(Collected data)

Start of Block

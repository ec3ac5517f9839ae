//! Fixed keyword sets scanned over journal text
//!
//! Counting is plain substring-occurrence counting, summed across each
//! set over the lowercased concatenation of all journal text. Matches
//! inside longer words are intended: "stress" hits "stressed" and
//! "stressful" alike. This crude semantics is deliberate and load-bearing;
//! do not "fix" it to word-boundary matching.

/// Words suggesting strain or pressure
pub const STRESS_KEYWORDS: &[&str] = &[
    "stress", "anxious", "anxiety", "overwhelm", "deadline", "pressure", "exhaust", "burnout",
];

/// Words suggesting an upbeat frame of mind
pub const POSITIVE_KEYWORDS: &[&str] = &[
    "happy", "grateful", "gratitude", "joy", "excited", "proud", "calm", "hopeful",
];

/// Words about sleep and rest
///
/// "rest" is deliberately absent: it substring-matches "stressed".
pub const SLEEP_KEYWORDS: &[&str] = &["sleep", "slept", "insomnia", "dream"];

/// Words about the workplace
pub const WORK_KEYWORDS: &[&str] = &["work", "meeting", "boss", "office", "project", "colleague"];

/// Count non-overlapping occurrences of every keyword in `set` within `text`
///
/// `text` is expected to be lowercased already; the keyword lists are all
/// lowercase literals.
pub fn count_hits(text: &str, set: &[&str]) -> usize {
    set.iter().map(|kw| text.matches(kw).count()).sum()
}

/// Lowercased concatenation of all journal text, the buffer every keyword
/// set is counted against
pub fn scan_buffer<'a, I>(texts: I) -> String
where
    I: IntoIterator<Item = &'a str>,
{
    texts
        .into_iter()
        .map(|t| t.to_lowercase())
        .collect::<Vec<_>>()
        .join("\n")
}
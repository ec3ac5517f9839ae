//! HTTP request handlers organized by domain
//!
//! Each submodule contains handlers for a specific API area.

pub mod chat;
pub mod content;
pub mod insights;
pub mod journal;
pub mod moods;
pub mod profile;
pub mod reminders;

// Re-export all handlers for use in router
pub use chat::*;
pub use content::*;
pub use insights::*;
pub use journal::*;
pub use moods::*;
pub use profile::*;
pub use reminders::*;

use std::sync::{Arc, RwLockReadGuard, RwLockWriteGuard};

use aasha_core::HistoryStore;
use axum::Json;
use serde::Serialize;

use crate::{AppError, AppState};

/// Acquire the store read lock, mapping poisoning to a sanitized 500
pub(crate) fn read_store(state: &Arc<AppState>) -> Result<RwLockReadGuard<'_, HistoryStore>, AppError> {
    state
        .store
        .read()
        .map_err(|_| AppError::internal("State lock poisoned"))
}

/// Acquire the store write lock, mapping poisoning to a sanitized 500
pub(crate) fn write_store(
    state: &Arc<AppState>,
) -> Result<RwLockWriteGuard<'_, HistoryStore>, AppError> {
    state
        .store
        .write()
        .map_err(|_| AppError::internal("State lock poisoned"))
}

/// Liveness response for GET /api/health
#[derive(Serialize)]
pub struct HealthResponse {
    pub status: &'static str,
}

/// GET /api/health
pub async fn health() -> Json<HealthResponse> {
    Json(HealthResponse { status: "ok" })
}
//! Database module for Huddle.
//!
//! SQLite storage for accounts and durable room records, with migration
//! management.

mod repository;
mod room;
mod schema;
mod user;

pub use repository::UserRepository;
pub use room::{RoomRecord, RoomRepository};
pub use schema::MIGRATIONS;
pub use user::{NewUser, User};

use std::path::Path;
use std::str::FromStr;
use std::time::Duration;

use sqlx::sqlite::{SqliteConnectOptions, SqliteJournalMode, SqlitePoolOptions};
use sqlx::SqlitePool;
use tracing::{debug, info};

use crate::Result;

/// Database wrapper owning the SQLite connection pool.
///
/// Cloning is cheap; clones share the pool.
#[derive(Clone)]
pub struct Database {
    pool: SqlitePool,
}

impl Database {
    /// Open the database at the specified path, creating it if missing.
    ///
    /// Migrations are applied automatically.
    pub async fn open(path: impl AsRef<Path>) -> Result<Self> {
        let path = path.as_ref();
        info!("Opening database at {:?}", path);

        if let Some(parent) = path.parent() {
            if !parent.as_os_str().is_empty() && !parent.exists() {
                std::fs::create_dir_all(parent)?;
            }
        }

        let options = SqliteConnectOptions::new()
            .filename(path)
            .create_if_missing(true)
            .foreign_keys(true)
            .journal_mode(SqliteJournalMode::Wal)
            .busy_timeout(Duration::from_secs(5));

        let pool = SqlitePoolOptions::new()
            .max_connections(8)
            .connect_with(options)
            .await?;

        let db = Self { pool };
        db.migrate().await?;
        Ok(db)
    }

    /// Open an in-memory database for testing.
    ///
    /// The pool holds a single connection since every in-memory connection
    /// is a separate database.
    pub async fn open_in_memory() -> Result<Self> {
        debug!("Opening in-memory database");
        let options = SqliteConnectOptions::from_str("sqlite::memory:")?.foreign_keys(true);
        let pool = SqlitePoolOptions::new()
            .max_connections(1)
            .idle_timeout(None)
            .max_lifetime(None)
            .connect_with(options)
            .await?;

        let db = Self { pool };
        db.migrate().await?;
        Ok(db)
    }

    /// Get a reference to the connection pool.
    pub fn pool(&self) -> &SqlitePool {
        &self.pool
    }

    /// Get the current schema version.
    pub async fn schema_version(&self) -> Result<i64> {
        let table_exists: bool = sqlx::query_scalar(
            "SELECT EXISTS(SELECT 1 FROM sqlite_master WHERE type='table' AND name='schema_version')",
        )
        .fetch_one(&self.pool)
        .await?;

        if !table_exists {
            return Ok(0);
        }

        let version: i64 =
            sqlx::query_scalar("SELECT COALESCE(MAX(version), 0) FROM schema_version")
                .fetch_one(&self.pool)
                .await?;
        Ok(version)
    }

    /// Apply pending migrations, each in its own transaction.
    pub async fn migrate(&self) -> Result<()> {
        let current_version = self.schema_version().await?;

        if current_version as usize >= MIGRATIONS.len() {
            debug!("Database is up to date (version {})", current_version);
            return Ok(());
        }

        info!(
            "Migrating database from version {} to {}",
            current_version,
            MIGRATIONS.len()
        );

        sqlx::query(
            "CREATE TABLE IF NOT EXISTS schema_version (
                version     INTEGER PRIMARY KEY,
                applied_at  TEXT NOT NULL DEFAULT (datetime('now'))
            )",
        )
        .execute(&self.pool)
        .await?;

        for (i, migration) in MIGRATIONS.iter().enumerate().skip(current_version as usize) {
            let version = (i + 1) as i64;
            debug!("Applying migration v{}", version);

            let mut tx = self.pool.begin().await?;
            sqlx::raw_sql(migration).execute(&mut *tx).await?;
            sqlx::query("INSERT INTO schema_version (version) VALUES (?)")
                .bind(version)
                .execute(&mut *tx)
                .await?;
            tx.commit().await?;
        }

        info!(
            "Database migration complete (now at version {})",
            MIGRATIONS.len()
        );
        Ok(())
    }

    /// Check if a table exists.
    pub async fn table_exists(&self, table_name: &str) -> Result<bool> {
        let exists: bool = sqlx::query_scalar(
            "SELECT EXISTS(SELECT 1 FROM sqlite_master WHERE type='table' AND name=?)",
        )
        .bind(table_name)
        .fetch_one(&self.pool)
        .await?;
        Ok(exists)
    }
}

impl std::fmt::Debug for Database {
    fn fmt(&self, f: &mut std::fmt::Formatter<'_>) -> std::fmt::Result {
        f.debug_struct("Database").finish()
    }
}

End of Block

▶ _Problem requirements_: The expected result is a copy of each line in the records where "Serialize" appears.

▶ _Solution for this task_:
use serde::Serialize;
#[derive(Serialize)]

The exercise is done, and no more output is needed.